Just some heads-up. If you are currently using an NVIDIA GPU, then update your drivers asap. Nvidia has issued a new security bulletin which warns their users that their Geforce, Quadro and Tesla graphics cards could be leaving their systems vulnerable to five recently discovered security exploits.

NVIDIA has found a total of five security vulnerabilities with its Windows drivers for GeForce, Quadro and Tesla lineup of graphics cards. These new security risks are labeled as very dangerous and have the potential to cause local code execution, denial of service, or escalation of privileges, unless the system is updated. Users are advised to update their Windows drivers as soon as possible in order to stay secure and avoid all of these vulnerabilities.

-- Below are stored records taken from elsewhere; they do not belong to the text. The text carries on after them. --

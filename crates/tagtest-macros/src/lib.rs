//! Attribute macros for declaring tagtest subjects.
//!
//! - `#[suite]`: placed on an inherent `impl` block, implements
//!   `tagtest_engine::TestSubject` for the block's self type
//! - `#[tagtest(...)]`: marks a method inside that block as a test
//!
//! # Example
//! ```ignore
//! #[derive(Default)]
//! struct Arithmetic;
//!
//! #[suite]
//! impl Arithmetic {
//!     #[tagtest(params = ["5", "10"], expected = ["25", "100"])]
//!     fn square(&self, n: i32) -> i32 {
//!         n * n
//!     }
//!
//!     // Not marked, never discovered
//!     fn helper(&self) {}
//! }
//!
//! // Generates (roughly):
//! impl tagtest_engine::TestSubject for Arithmetic {
//!     fn subject_name() -> &'static str { concat!(module_path!(), "::", "Arithmetic") }
//!     fn instantiate() -> Result<Self, EngineError> { Ok(Default::default()) }
//!     fn test_methods(&self) -> Vec<TestDescriptor<Self>> {
//!         vec![TestDescriptor::unary("square", |subject: &mut Self, arg: i32| subject.square(arg))
//!             .with_params(["5", "10"])
//!             .with_expected(["25", "100"])]
//!     }
//! }
//! ```

use proc_macro::TokenStream;
use proc_macro2::TokenStream as TokenStream2;
use quote::quote;
use syn::ext::IdentExt;
use syn::parse::ParseStream;
use syn::{
    parse_macro_input, Attribute, Expr, ExprArray, ExprLit, ExprUnary, FnArg, ImplItem, ImplItemFn,
    ItemImpl, Lit, Meta, Type, UnOp,
};

const MARKER: &str = "tagtest";

/// Implements `TestSubject` for the self type of an inherent `impl` block.
///
/// Methods carrying `#[tagtest(...)]` become test descriptors, in source
/// order. The marker accepts `params = [..]`, `expected = [..]` and
/// `tolerance = <expr>`, all optional. The self type must implement
/// `Default`.
#[proc_macro_attribute]
pub fn suite(args: TokenStream, input: TokenStream) -> TokenStream {
    let args = TokenStream2::from(args);
    let mut item = parse_macro_input!(input as ItemImpl);

    let mut errors: Vec<syn::Error> = Vec::new();
    if !args.is_empty() {
        errors.push(syn::Error::new_spanned(&args, "#[suite] takes no arguments"));
    }
    if let Some((_, path, _)) = &item.trait_ {
        errors.push(syn::Error::new_spanned(
            path,
            "#[suite] must be placed on an inherent impl block",
        ));
    }
    if !item.generics.params.is_empty() {
        errors.push(syn::Error::new_spanned(
            &item.generics,
            "#[suite] does not support generic impl blocks",
        ));
    }

    let type_name = match self_type_name(&item.self_ty) {
        Ok(name) => name,
        Err(e) => {
            errors.push(e);
            String::new()
        }
    };

    let mut descriptors = Vec::new();
    for impl_item in &mut item.items {
        if let ImplItem::Fn(method) = impl_item {
            match take_marker(method) {
                Ok(Some(marker)) => match descriptor_tokens(method, &marker) {
                    Ok(tokens) => descriptors.push(tokens),
                    Err(e) => errors.push(e),
                },
                Ok(None) => {}
                Err(e) => errors.push(e),
            }
        }
    }

    if let Some(error) = combine(errors) {
        let compile_error = error.to_compile_error();
        return TokenStream::from(quote! {
            #item
            #compile_error
        });
    }

    let self_ty = &item.self_ty;
    let expanded = quote! {
        #item

        impl ::tagtest_engine::TestSubject for #self_ty {
            fn subject_name() -> &'static str {
                ::core::concat!(::core::module_path!(), "::", #type_name)
            }

            fn instantiate() -> ::core::result::Result<Self, ::tagtest_engine::EngineError> {
                ::core::result::Result::Ok(<Self as ::core::default::Default>::default())
            }

            fn test_methods(&self) -> ::std::vec::Vec<::tagtest_engine::TestDescriptor<Self>> {
                ::std::vec![#(#descriptors),*]
            }
        }
    };

    TokenStream::from(expanded)
}

/// Arguments of one `#[tagtest(...)]` marker
#[derive(Default)]
struct Marker {
    params: Vec<String>,
    expected: Vec<String>,
    tolerance: Option<Expr>,
}

/// Remove the marker from a method, returning its parsed arguments
fn take_marker(method: &mut ImplItemFn) -> syn::Result<Option<Marker>> {
    let (markers, rest): (Vec<Attribute>, Vec<Attribute>) = method
        .attrs
        .drain(..)
        .partition(|attr| attr.path().is_ident(MARKER));
    method.attrs = rest;

    match markers.as_slice() {
        [] => Ok(None),
        [attr] => parse_marker(attr).map(Some),
        [_, duplicate, ..] => Err(syn::Error::new_spanned(
            duplicate,
            "duplicate #[tagtest] marker",
        )),
    }
}

fn parse_marker(attr: &Attribute) -> syn::Result<Marker> {
    let mut marker = Marker::default();
    if let Meta::Path(_) = attr.meta {
        return Ok(marker);
    }

    attr.parse_nested_meta(|meta| {
        if meta.path.is_ident("params") {
            marker.params = parse_literal_array(meta.value()?)?;
            Ok(())
        } else if meta.path.is_ident("expected") || meta.path.is_ident("expected_results") {
            marker.expected = parse_literal_array(meta.value()?)?;
            Ok(())
        } else if meta.path.is_ident("tolerance") {
            marker.tolerance = Some(meta.value()?.parse()?);
            Ok(())
        } else {
            Err(meta.error("unknown tagtest key, expected `params`, `expected` or `tolerance`"))
        }
    })?;

    Ok(marker)
}

fn parse_literal_array(input: ParseStream) -> syn::Result<Vec<String>> {
    let array: ExprArray = input.parse()?;
    array.elems.iter().map(literal_text).collect()
}

/// Text of a literal element; numbers may be negated
fn literal_text(expr: &Expr) -> syn::Result<String> {
    match expr {
        Expr::Lit(ExprLit { lit, .. }) => lit_text(lit),
        Expr::Unary(ExprUnary {
            op: UnOp::Neg(_),
            expr: inner,
            ..
        }) => match inner.as_ref() {
            Expr::Lit(ExprLit {
                lit: lit @ (Lit::Int(_) | Lit::Float(_)),
                ..
            }) => Ok(format!("-{}", lit_text(lit)?)),
            other => Err(syn::Error::new_spanned(other, "expected a numeric literal")),
        },
        Expr::Group(group) => literal_text(&group.expr),
        other => Err(syn::Error::new_spanned(
            other,
            "expected a string, number, bool or char literal",
        )),
    }
}

fn lit_text(lit: &Lit) -> syn::Result<String> {
    match lit {
        Lit::Str(s) => Ok(s.value()),
        Lit::Int(i) => Ok(i.base10_digits().to_string()),
        Lit::Float(f) => Ok(f.base10_digits().to_string()),
        Lit::Bool(b) => Ok(b.value.to_string()),
        Lit::Char(c) => Ok(c.value().to_string()),
        other => Err(syn::Error::new_spanned(other, "unsupported literal")),
    }
}

/// Build the `TestDescriptor` expression for one marked method
fn descriptor_tokens(method: &ImplItemFn, marker: &Marker) -> syn::Result<TokenStream2> {
    let sig = &method.sig;
    let ident = &sig.ident;
    let name = ident.unraw().to_string();

    if let Some(asyncness) = &sig.asyncness {
        return Err(syn::Error::new_spanned(asyncness, "test methods cannot be async"));
    }
    if !sig.generics.params.is_empty() {
        return Err(syn::Error::new_spanned(
            &sig.generics,
            "test methods cannot be generic",
        ));
    }
    match sig.receiver() {
        // `&self` and `self: &Self` both arrive as a reference type
        Some(receiver) if matches!(receiver.ty.as_ref(), Type::Reference(_)) => {}
        Some(receiver) => {
            return Err(syn::Error::new_spanned(
                receiver,
                "test methods take `&self` or `&mut self`",
            ))
        }
        None => {
            return Err(syn::Error::new_spanned(
                sig,
                "test methods need a `&self` or `&mut self` receiver",
            ))
        }
    }

    let params: Vec<&Type> = sig
        .inputs
        .iter()
        .filter_map(|arg| match arg {
            FnArg::Typed(pat) => Some(pat.ty.as_ref()),
            FnArg::Receiver(_) => None,
        })
        .collect();

    let constructor = match params.as_slice() {
        [] => quote! {
            ::tagtest_engine::TestDescriptor::nullary(#name, |subject: &mut Self| subject.#ident())
        },
        [ty] => quote! {
            ::tagtest_engine::TestDescriptor::unary(#name, |subject: &mut Self, arg: #ty| subject.#ident(arg))
        },
        [_, extra, ..] => {
            return Err(syn::Error::new_spanned(
                extra,
                "test methods take at most one parameter",
            ))
        }
    };

    let mut tokens = constructor;
    if !marker.params.is_empty() {
        let params = &marker.params;
        tokens = quote! { #tokens.with_params([#(#params),*]) };
    }
    if !marker.expected.is_empty() {
        let expected = &marker.expected;
        tokens = quote! { #tokens.with_expected([#(#expected),*]) };
    }
    if let Some(tolerance) = &marker.tolerance {
        tokens = quote! { #tokens.with_tolerance((#tolerance) as f64) };
    }
    Ok(tokens)
}

fn self_type_name(ty: &Type) -> syn::Result<String> {
    match ty {
        Type::Path(path) if path.qself.is_none() => path
            .path
            .segments
            .last()
            .map(|segment| segment.ident.unraw().to_string())
            .ok_or_else(|| syn::Error::new_spanned(ty, "expected a type name")),
        other => Err(syn::Error::new_spanned(
            other,
            "#[suite] needs a named self type",
        )),
    }
}

fn combine(errors: Vec<syn::Error>) -> Option<syn::Error> {
    errors.into_iter().reduce(|mut acc, e| {
        acc.combine(e);
        acc
    })
}
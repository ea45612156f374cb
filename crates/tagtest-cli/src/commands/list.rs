//! List command - print the registered subjects

use anyhow::Result;
use std::io::Write;
use tagtest_engine::SubjectRegistry;

/// Write one subject name per line, or a JSON array
pub fn run(registry: &SubjectRegistry, json: bool, out: &mut impl Write) -> Result<()> {
    if json {
        let names: Vec<_> = registry.names().collect();
        writeln!(out, "{}", serde_json::json!({ "subjects": names }))?;
    } else {
        for name in registry.names() {
            writeln!(out, "{}", name)?;
        }
    }
    Ok(())
}

#[cfg(test)]
mod tests {
    use super::*;
    use crate::demo;

    #[test]
    fn test_list_plain() {
        let mut out = Vec::new();
        run(&demo::registry(), false, &mut out).unwrap();
        let text = String::from_utf8(out).unwrap();
        assert_eq!(text.lines().count(), 4);
        assert!(text.starts_with("tagtest::demo::ShowcaseSuite\n"));
    }

    #[test]
    fn test_list_json() {
        let mut out = Vec::new();
        run(&demo::registry(), true, &mut out).unwrap();
        let doc: serde_json::Value = serde_json::from_slice(&out).unwrap();
        assert_eq!(doc["subjects"].as_array().unwrap().len(), 4);
    }
}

Exploits are only accessible on Windows based OSes, starting from Windows 7 to Windows 10. However, one fact that's reassuring is that in order to exploit a system, attacker must have local access to the machine that is running NVIDIA GPU, as remote exploit can not happen.

https://nvidia.custhelp.com/app/answers/detail/a_id/4841/kw/Security Bulletin

The vulnerabilities are rated using CVSS V3 base scoring system and they are arranged as following:
  • CVE-2019-5683 - Most dangerous of all the vulnerabilities. This exploits uses driver's trace logger weakness to create hard links, that software does not check. Attacker could create any link without getting warned by the system and force local code execution, denial of service or escalation of privileges. It is rated with a score of 8.8.

  • CVE-2019-5684 - Vulnerability which uses carefully crafted shaders in order to cause out of bounds access to input texture array, possibly leading to denial of service or code execution. It is rated with a score of 7.8

  • CVE-2019-5685 - Vulnerability which also uses carefully crafted shaders in order to cause out of bounds access to shader local temporary array, possibly leading to denial of service or code execution as well. It is rated with a score of 7.8

  • CVE-2019-5686 - Vulnerability hidden in kernel mode layer handler for DxgkDdiEscape, which uses different data structures and DirectX API functions that are not always valid, leading to denial of service if the API function or data structure is incorrect. It is rated with a score of 5.6.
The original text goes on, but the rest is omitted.